NATO Rallies for Kosovo

Updated July 10, 2020 | Infoplease Staff

1999 News of the World

Years of unrest in Yugoslavia's province of Kosovo erupted into war in the spring of 1999. Formerly an autonomous province in Tito's Yugoslavia, Kosovo was stripped of self-rule in 1989 by President Slobodan Milosevic. A Serbian ultra-nationalist, Milosevic began systematically repressing Yugoslavia's non-Serbs, including the 90% of Kosovo's population that is Muslim and ethnic Albanian. As one after another of the Balkan states broke free from Yugoslavia and Serbian hegemony, the secessionist longings of Kosovo, the poorest of the Balkans, were largely discounted by the international community. In 1996 the Kosovo Liberation Army, a militant secessionist movement, began attacking Serbian authorities in Kosovo; by March 1998, the Yugoslavian army and Serbian militias had brutally clamped down on the region, massacring civilians as well as KLA guerrillas, and deporting hundreds of thousands of ethnic Albanians. After months of fruitless diplomacy by the West, NATO began Operation Allied Force on March 24, 1999, launching air strikes against Belgrade that continued for 78 consecutive days.
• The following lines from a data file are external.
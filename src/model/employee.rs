use chrono::{DateTime, Utc};
use serde::{Deserialize, Serialize};
use utoipa::ToSchema;

/// Flat employee record with the department reference resolved to its name.
#[derive(Debug, Clone, PartialEq, Serialize, Deserialize, sqlx::FromRow, ToSchema)]
#[schema(
    example = json!({
        "id": 1,
        "full_name": "John Doe",
        "email": "john.doe@company.com",
        "department_id": 10,
        "department": "Engineering",
        "created_at": "2026-01-01T09:00:00Z",
        "updated_at": "2026-01-01T09:00:00Z"
    })
)]
pub struct Employee {
    #[schema(example = 1)]
    pub id: u64,

    #[schema(example = "John Doe")]
    pub full_name: String,

    #[schema(example = "john.doe@company.com")]
    pub email: String,

    #[schema(example = 10, nullable = true)]
    pub department_id: Option<u64>,

    #[schema(example = "Engineering", nullable = true)]
    pub department: Option<String>,

    #[schema(value_type = String, format = "date-time")]
    pub created_at: DateTime<Utc>,

    #[schema(value_type = String, format = "date-time")]
    pub updated_at: DateTime<Utc>,
}

/// Validated input for a new employee row.
#[derive(Debug, Clone)]
pub struct NewEmployee {
    pub full_name: String,
    pub email: String,
    pub department_id: Option<u64>,
}

/// Partial update: only `Some` fields are written.
#[derive(Debug, Clone, Default)]
pub struct EmployeeChanges {
    pub full_name: Option<String>,
    pub email: Option<String>,
    pub department_id: Option<u64>,
}

impl EmployeeChanges {
    pub fn is_empty(&self) -> bool {
        self.full_name.is_none() && self.email.is_none() && self.department_id.is_none()
    }
}

/// Request body for creating or updating an employee. Every field is optional
/// at the wire level; required-ness is checked by the record service.
#[derive(Debug, Clone, Default, Deserialize, Serialize, ToSchema)]
pub struct EmployeeFields {
    #[schema(example = "John Doe")]
    pub full_name: Option<String>,
    #[schema(example = "john.doe@company.com", format = "email")]
    pub email: Option<String>,
    #[schema(example = 10)]
    pub department_id: Option<u64>,
}
// single-shard dispatcher bring-up on a real interface
//
// installs the xdp program, binds one AF_XDP socket to the given queue
// and runs the dispatch loop until ctrl-c. the output rings are local
// to the process, so this is a packet-intake smoke test rather than a
// full pipeline.

use {
    clap::Parser,
    std::{
        net::Ipv4Addr,
        path::PathBuf,
        sync::{
            atomic::{AtomicBool, Ordering},
            Arc,
        },
    },
    xdp_netmux::{
        aio::XskAio,
        config::{ListenPorts, NetConfig},
        dispatch::{Dispatcher, InLink, OutLink, OutSet},
        metrics::NetMetrics,
        netlink::MacAddress,
        program::{self, XdpMode},
        ring::RingBuf,
        route::Resolver,
        set_cpu_affinity,
        xsk::{Xsk, XskConfig},
    },
};

#[derive(Parser, Debug)]
#[command(author, version, about = "dispatch", long_about = None)]
struct Opt {
    #[arg(short, long, default_value = "lo")]
    interface: String,

    /// compiled xdp object, e.g. xdp-ebpf/target/bpf/xdp-dispatch
    #[arg(long)]
    xdp_obj: PathBuf,

    #[arg(long)]
    src_ip: Ipv4Addr,

    #[arg(long)]
    src_mac: String,

    #[arg(long, default_value = "0")]
    queue: u32,

    #[arg(long, default_value = "2")]
    cpu: usize,

    #[arg(short, long)]
    zero_copy: bool,

    #[arg(long, default_value = "8000")]
    gossip_port: u16,

    #[arg(long, default_value = "8001")]
    legacy_port: u16,

    #[arg(long, default_value = "8002")]
    quic_port: u16,

    #[arg(long, default_value = "8003")]
    shred_port: u16,
}

fn main() -> Result<(), Box<dyn std::error::Error>> {
    env_logger::init();
    let opt = Opt::parse();

    let src_mac: MacAddress = opt
        .src_mac
        .parse()
        .map_err(|_| "invalid mac address, use aa:bb:cc:dd:ee:ff")?;

    let cfg = NetConfig {
        interface: opt.interface.clone(),
        src_ip_addr: opt.src_ip,
        src_mac_addr: src_mac,
        zero_copy: opt.zero_copy,
        ports: ListenPorts {
            shred: opt.shred_port,
            quic_transaction: opt.quic_port,
            legacy_transaction: opt.legacy_port,
            gossip: opt.gossip_port,
            ..Default::default()
        },
        ..Default::default()
    };

    set_cpu_affinity([opt.cpu])?;

    let ifindex = {
        let name = std::ffi::CString::new(cfg.interface.clone())?;
        let idx = unsafe { libc::if_nametoindex(name.as_ptr()) };
        if idx == 0 {
            return Err(format!("interface {} not found", cfg.interface).into());
        }
        idx
    };

    program::raise_net_caps()?;

    let mode = if cfg.interface == "lo" {
        XdpMode::Skb
    } else {
        XdpMode::Native
    };
    let mut prog = program::install_xdp(&opt.xdp_obj, ifindex, &cfg.ports, mode)?;

    let xsk = Xsk::bind(
        ifindex,
        opt.queue,
        XskConfig {
            rx_depth: cfg.xdp_rx_queue_size,
            tx_depth: cfg.xdp_tx_queue_size,
            zero_copy: cfg.zero_copy,
        },
    )?;
    xsk.activate(&mut prog)?;

    program::drop_net_caps()?;

    // local rings; nothing consumes them in this demo
    let quic = RingBuf::alloc(2048, 2048)?;
    let shred = RingBuf::alloc(2048, 2048)?;
    let gossip = RingBuf::alloc(2048, 2048)?;
    let repair = RingBuf::alloc(2048, 2048)?;
    let inbound = RingBuf::alloc(2048, 2048)?;

    let metrics = Arc::new(NetMetrics::new());
    let mut dispatcher = Dispatcher::new(
        &cfg,
        0,
        1,
        vec![Box::new(XskAio::new(xsk, cfg.xdp_aio_depth))],
        vec![InLink::new(&inbound)],
        OutSet {
            quic: Some(OutLink::new(&quic)),
            shred: Some(OutLink::new(&shred)),
            gossip: Some(OutLink::new(&gossip)),
            repair: Some(OutLink::new(&repair)),
        },
        Resolver::new(cfg.src_ip_addr)?,
        Arc::clone(&metrics),
    )?;

    println!(
        "dispatching on {} queue {} (cpu {}), sandbox fds: {:?}",
        cfg.interface,
        opt.queue,
        opt.cpu,
        dispatcher.allowed_fds()
    );

    let exit = Arc::new(AtomicBool::new(false));
    let exit_handler = Arc::clone(&exit);
    ctrlc::set_handler(move || exit_handler.store(true, Ordering::Relaxed))?;

    dispatcher.run(&exit);

    println!(
        "rx {} pkts / {} bytes, tx {} pkts / {} bytes, tx dropped {}",
        metrics.received_packets.get(),
        metrics.received_bytes.get(),
        metrics.sent_packets.get(),
        metrics.sent_bytes.get(),
        metrics.tx_dropped.get(),
    );

    Ok(())
}
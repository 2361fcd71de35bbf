// rtnetlink reader for the neighbor (arp) and routing tables
//
// a dump request is a single datagram; the kernel answers with a
// multipart stream terminated by NLMSG_DONE. the socket is strictly
// non-blocking: a poll that finds no data reports the dump as still in
// flight and the caller re-polls on a later housekeeping iteration, so
// a slow reply never parks the shard's cooperative loop. at most one
// dump is in flight per socket (the kernel rejects overlapping dumps).

use {
    std::{
        fmt, io, mem,
        net::Ipv4Addr,
        os::fd::{AsRawFd, FromRawFd, OwnedFd, RawFd},
        ptr,
        str::FromStr,
    },
    libc::{c_void, nlmsghdr, sockaddr_nl, AF_INET, AF_NETLINK, NETLINK_ROUTE, SOCK_RAW},
};

pub const NUD_INCOMPLETE: u16 = 0x01;
pub const NUD_REACHABLE: u16 = 0x02;
pub const NUD_STALE: u16 = 0x04;
pub const NUD_DELAY: u16 = 0x08;
pub const NUD_PROBE: u16 = 0x10;
pub const NUD_FAILED: u16 = 0x20;
pub const NUD_NOARP: u16 = 0x40;
pub const NUD_PERMANENT: u16 = 0x80;

const NDA_DST: u16 = 1;
const NDA_LLADDR: u16 = 2;

const RTA_DST: u16 = 1;
const RTA_OIF: u16 = 4;
const RTA_GATEWAY: u16 = 5;
const RTA_PREFSRC: u16 = 7;

const RT_TABLE_MAIN: u8 = 254;

pub const RTN_UNICAST: u8 = 1;
pub const RTN_LOCAL: u8 = 2;
pub const RTN_BROADCAST: u8 = 3;
pub const RTN_MULTICAST: u8 = 5;

#[derive(Clone, Copy, PartialEq, Eq, Hash)]
pub struct MacAddress(pub [u8; 6]);

impl fmt::Debug for MacAddress {
    fn fmt(&self, f: &mut fmt::Formatter<'_>) -> fmt::Result {
        write!(
            f,
            "{:02x}:{:02x}:{:02x}:{:02x}:{:02x}:{:02x}",
            self.0[0], self.0[1], self.0[2], self.0[3], self.0[4], self.0[5]
        )
    }
}

impl fmt::Display for MacAddress {
    fn fmt(&self, f: &mut fmt::Formatter<'_>) -> fmt::Result {
        fmt::Debug::fmt(self, f)
    }
}

impl FromStr for MacAddress {
    type Err = ();

    fn from_str(s: &str) -> Result<Self, ()> {
        let mut mac = [0u8; 6];
        let mut parts = s.split(':');
        for byte in mac.iter_mut() {
            *byte = u8::from_str_radix(parts.next().ok_or(())?, 16).map_err(|_| ())?;
        }
        if parts.next().is_some() {
            return Err(());
        }
        Ok(MacAddress(mac))
    }
}

/// one arp table entry as reported by the kernel
#[derive(Clone, Copy, Debug)]
pub struct Neighbor {
    pub ip: Ipv4Addr,
    pub mac: Option<MacAddress>,
    pub ifindex: u32,
    pub state: u16,
}

/// one routing table entry (main table, ipv4 unicast and friends)
#[derive(Clone, Copy, Debug)]
pub struct RouteEntry {
    pub dst: Ipv4Addr,
    pub prefix_len: u8,
    pub gateway: Option<Ipv4Addr>,
    pub oif: u32,
    pub pref_src: Option<Ipv4Addr>,
    pub rtype: u8,
}

// netlink structs libc does not carry

#[repr(C)]
struct NdMsg {
    ndm_family: u8,
    ndm_pad1: u8,
    ndm_pad2: u16,
    ndm_ifindex: i32,
    ndm_state: u16,
    ndm_flags: u8,
    ndm_type: u8,
}

#[repr(C)]
struct RtMsg {
    rtm_family: u8,
    rtm_dst_len: u8,
    rtm_src_len: u8,
    rtm_tos: u8,
    rtm_table: u8,
    rtm_protocol: u8,
    rtm_scope: u8,
    rtm_type: u8,
    rtm_flags: u32,
}

#[repr(C)]
struct RtAttr {
    rta_len: u16,
    rta_type: u16,
}

const NLMSG_HDRLEN: usize = 16;

#[inline]
fn align4(n: usize) -> usize {
    (n + 3) & !3
}

/// an in-flight dump: request type plus the multipart data received so
/// far, accumulated across polls
struct PendingDump {
    msg_type: u16,
    buf: Vec<u8>,
}

/// abandon a dump whose reply grew past any sane table size
const DUMP_MAX_BYTES: usize = 1 << 22;

pub struct NetlinkSocket {
    fd: OwnedFd,
    seq: u32,
    pending: Option<PendingDump>,
}
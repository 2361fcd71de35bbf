// SPSC meta+data ring shared with the worker stages
//
// a ring is a power-of-two array of frag meta entries plus a data region
// carved into MTU-sized chunks. the producer writes the payload into a
// chunk, writes the meta entry at seq % depth, then advances a published
// sequence cell with release ordering; a consumer that observes the new
// sequence is therefore guaranteed to observe the entry and the payload.
// all addressing is (base, byte offset) so the same layout works when the
// mapping is shared across processes.

use {
    crate::NET_MTU,
    std::{
        io, ptr,
        sync::atomic::{AtomicU64, Ordering},
    },
};

/// meta-ring entry describing one published payload chunk
#[repr(C)]
#[derive(Clone, Copy, Debug)]
pub struct FragMeta {
    pub sig: u64,
    pub chunk: u32,
    pub sz: u16,
    pub ctl: u16,
    pub tsorig: u32,
    pub tspub: u32,
}

/// resolve a chunk offset to a linear address
#[inline(always)]
pub fn chunk_to_ptr(base: *mut u8, chunk: u64) -> *mut u8 {
    unsafe { base.add(chunk as usize) }
}

/// advance to the next chunk, wrapping to chunk0 past the watermark.
/// wraps after exactly (wmark - chunk0) / MTU + 1 steps.
#[inline(always)]
pub fn chunk_next(chunk: u64, chunk0: u64, wmark: u64) -> u64 {
    let next = chunk + NET_MTU as u64;
    if next > wmark {
        chunk0
    } else {
        next
    }
}

/// one ring's backing memory: [ seq cell | meta entries | data chunks ].
/// created MAP_SHARED so forked shards and the consuming stage observe
/// the same bytes.
pub struct RingBuf {
    base: *mut u8,
    len: usize,
    depth: u64,
    chunk0: u64,
    wmark: u64,
}

// the mapping is plain shared memory; the SPSC discipline is on the
// producer/consumer handles, not the buffer itself
unsafe impl Send for RingBuf {}
unsafe impl Sync for RingBuf {}

const META_OFF: usize = 64;

impl RingBuf {
    /// map a fresh ring with `depth` meta entries (power of two) and
    /// `chunk_cnt` payload chunks
    pub fn alloc(depth: u64, chunk_cnt: u64) -> io::Result<RingBuf> {
        assert!(depth.is_power_of_two(), "ring depth must be a power of two");
        assert!(chunk_cnt > 0);

        let meta_bytes = depth as usize * std::mem::size_of::<FragMeta>();
        let chunk0 = (META_OFF + meta_bytes + 63) & !63;
        let len = chunk0 + chunk_cnt as usize * NET_MTU;

        let base = unsafe {
            libc::mmap(
                ptr::null_mut(),
                len,
                libc::PROT_READ | libc::PROT_WRITE,
                libc::MAP_SHARED | libc::MAP_ANONYMOUS,
                -1,
                0,
            )
        };
        if base == libc::MAP_FAILED {
            return Err(io::Error::last_os_error());
        }

        Ok(RingBuf {
            base: base as *mut u8,
            len,
            depth,
            chunk0: chunk0 as u64,
            wmark: chunk0 as u64 + (chunk_cnt - 1) * NET_MTU as u64,
        })
    }

    #[inline]
    pub fn base(&self) -> *mut u8 {
        self.base
    }

    #[inline]
    pub fn depth(&self) -> u64 {
        self.depth
    }

    /// lowest valid chunk offset of the data region
    #[inline]
    pub fn chunk0(&self) -> u64 {
        self.chunk0
    }

    /// last valid chunk starting offset
    #[inline]
    pub fn wmark(&self) -> u64 {
        self.wmark
    }

    fn sync(&self) -> *const AtomicU64 {
        self.base as *const AtomicU64
    }

    fn meta(&self) -> *mut FragMeta {
        unsafe { self.base.add(META_OFF) as *mut FragMeta }
    }

    /// producer handle. exactly one may be live per ring.
    pub fn producer(&self) -> RingProducer {
        let sync = self.sync();
        let seq = unsafe { (*sync).load(Ordering::Acquire) };
        RingProducer {
            meta: self.meta(),
            sync,
            depth: self.depth,
            seq,
        }
    }

    /// consumer handle, joined at the current published sequence
    pub fn consumer(&self) -> RingConsumer {
        let sync = self.sync();
        let seq = unsafe { (*sync).load(Ordering::Acquire) };
        RingConsumer {
            meta: self.meta() as *const FragMeta,
            sync,
            depth: self.depth,
            seq,
        }
    }
}

impl Drop for RingBuf {
    fn drop(&mut self) {
        unsafe {
            libc::munmap(self.base as *mut libc::c_void, self.len);
        }
    }
}

/// publishing side of a ring. the caller copies the payload into the
/// chunk first; `publish` makes entry and payload visible atomically
/// from the consumer's point of view.
pub struct RingProducer {
    meta: *mut FragMeta,
    sync: *const AtomicU64,
    depth: u64,
    seq: u64,
}

unsafe impl Send for RingProducer {}

impl RingProducer {
    pub fn publish(&mut self, sig: u64, chunk: u64, sz: u16, ctl: u16, tsorig: u32, tspub: u32) {
        let slot = (self.seq & (self.depth - 1)) as usize;
        unsafe {
            *self.meta.add(slot) = FragMeta {
                sig,
                chunk: chunk as u32,
                sz,
                ctl,
                tsorig,
                tspub,
            };
            // payload and meta stores are ordered before the seq advance
            (*self.sync).store(self.seq + 1, Ordering::Release);
        }
        self.seq += 1;
    }

    /// next sequence number to be published
    #[inline]
    pub fn seq(&self) -> u64 {
        self.seq
    }
}

/// result of one consumer poll
#[derive(Clone, Copy, Debug)]
pub enum RingPoll {
    Empty,
    Frag { seq: u64, meta: FragMeta },
    /// fell more than one lap behind the producer; the consumer was
    /// resynced to the published sequence and `0` frags were skipped
    Overrun(u64),
}

/// consuming side of a ring. the consumer must stay within one lap of
/// the producer; falling behind is detected, not prevented.
pub struct RingConsumer {
    meta: *const FragMeta,
    sync: *const AtomicU64,
    depth: u64,
    seq: u64,
}

unsafe impl Send for RingConsumer {}

impl RingConsumer {
    pub fn poll(&mut self) -> RingPoll {
        let published = unsafe { (*self.sync).load(Ordering::Acquire) };
        if published == self.seq {
            return RingPoll::Empty;
        }
        if published.wrapping_sub(self.seq) > self.depth {
            let skipped = published - self.seq;
            self.seq = published;
            return RingPoll::Overrun(skipped);
        }
        let slot = (self.seq & (self.depth - 1)) as usize;
        let meta = unsafe { *self.meta.add(slot) };
        let seq = self.seq;
        self.seq += 1;
        RingPoll::Frag { seq, meta }
    }

    #[inline]
    pub fn seq(&self) -> u64 {
        self.seq
    }
}
#[test]
fn chunk_cursor_wraps_and_overwrites() {
    let r = rings();
    let mut cons = r.quic.consumer();
    let mut d = dispatcher(
        &r,
        0,
        1,
        vec![Box::new(TxSink::default())],
        empty_resolver(),
        Arc::new(NetMetrics::new()),
    );

    // the quic data region holds 4 chunks; the 5th publish must land
    // back on chunk0 with fresh bytes
    let mut frames = Vec::new();
    let mut chunks = Vec::new();
    for i in 0..5u8 {
        let mut frame = udp_frame(8002);
        *frame.last_mut().unwrap() = 0xf0 | i;
        d.rx_packet(&frame);
        match cons.poll() {
            RingPoll::Frag { meta, .. } => chunks.push(meta.chunk as u64),
            other => panic!("expected frag, got {other:?}"),
        }
        frames.push(frame);
    }

    assert_eq!(chunks[4], r.quic.chunk0());
    assert_eq!(chunks[0], chunks[4], "cursor must wrap to the first chunk");
    assert_eq!(chunks[..4].iter().collect::<std::collections::HashSet<_>>().len(), 4);

    let payload =
        unsafe { std::slice::from_raw_parts(chunk_to_ptr(r.quic.base(), chunks[4]), 100) };
    assert_eq!(payload, &frames[4][..], "chunk0 must hold the latest publish");
}

#[test]
fn configured_port_without_ring_is_rejected() {
    let r = rings();
    let err = Dispatcher::new(
        &config(),
        0,
        1,
        vec![Box::new(TxSink::default())],
        vec![InLink::new(&r.inbound)],
        OutSet {
            quic: Some(OutLink::new(&r.quic)),
            shred: None,
            gossip: Some(OutLink::new(&r.gossip)),
            repair: Some(OutLink::new(&r.repair)),
        },
        empty_resolver(),
        Arc::new(NetMetrics::new()),
    )
    .err()
    .expect("shred port is set but its ring is missing");
    assert!(err.to_string().contains("shred"));
}
// AF_XDP packet dispatcher: drains NIC queues into per-protocol
// shared-memory rings and injects outbound frames from peer stages,
// resolving L2 next-hops through a cached ARP/route view.

use {std::io, thiserror::Error};

pub mod aio;
pub mod config;
pub mod dispatch;
pub mod metrics;
pub mod netlink;
pub mod packet;
pub mod program;
pub mod ring;
pub mod route;
pub mod sig;
pub mod xsk;

pub use {
    dispatch::Dispatcher,
    program::{install_xdp, XdpProgram},
};

/// maximum frame size handled anywhere in the dispatcher, headers included.
/// also the chunk stride of every data region and the UMEM frame size, so
/// it must stay a power of two.
pub const NET_MTU: usize = 2048;

/// setup-path errors. the packet fast path never constructs these; it
/// either drops (with a counter) or terminates the shard.
#[derive(Debug, Error)]
pub enum NetError {
    #[error("io: {0}")]
    Io(#[from] io::Error),
    #[error("{0} failed (errno {1})")]
    Sys(&'static str, i32),
    #[error("interface {0} not found")]
    IfNotFound(String),
    #[error("{0}")]
    Config(String),
    #[error("ebpf: {0}")]
    Ebpf(#[from] aya::EbpfError),
    #[error("xdp program: {0}")]
    Program(#[from] aya::programs::ProgramError),
    #[error("bpf map: {0}")]
    Map(#[from] aya::maps::MapError),
    #[error("capabilities: {0}")]
    Caps(#[from] caps::errors::CapsError),
}

/// pin the calling thread to the given cores
pub fn set_cpu_affinity(cores: impl IntoIterator<Item = usize>) -> io::Result<()> {
    unsafe {
        let mut set: libc::cpu_set_t = std::mem::zeroed();
        libc::CPU_ZERO(&mut set);
        for core in cores {
            libc::CPU_SET(core, &mut set);
        }
        if libc::sched_setaffinity(0, std::mem::size_of::<libc::cpu_set_t>(), &set) != 0 {
            return Err(io::Error::last_os_error());
        }
    }
    Ok(())
}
Weeks of daily bombings destroyed significant Serbian military targets, yet Milosevic showed no signs of relenting—in fact, he stepped up efforts to empty the province of its ethnic Albanians. Not only did it seem that NATO's actions exacerbated the violence in Kosovo, but its reluctance to send in ground troops to support the air war struck many as naive and shortsighted—while NATO fought in the air, the annihilation of Kosovars and the region was proceeding on the ground. NATO countries, however, feared that the inevitable casualties of a ground war in a remote corner of the Balkans would dampen the resolve of public opinion. Aided at the end by a strong KLA offensive and Belgrade's apprehension of a future ground war, NATO's hesitation over deploying ground troops ultimately paid off. Milosevic finally agreed to sign a UN-approved peace agreement on June 9.

Since then a five-nation peace-keeping force has occupied the territory, and a staggering 860,000 refugees have begun returning to the ruins of Kosovo. The political status of Kosovo remains uncertain, as does the status of Milosevic, who, after turning his beleaguered country into a pariah state, remains in power while an unpromising lot of fractious opposition leaders fight among themselves.

Although the initial reason for NATO's involvement in Kosovo was the prevention of a wider Balkan war, once the extent of Serbian atrocities became known, NATO's stated purpose became the prevention of a human rights calamity—making Kosovo one of the rare recent conflicts in which humanitarian concerns have superseded realpolitik.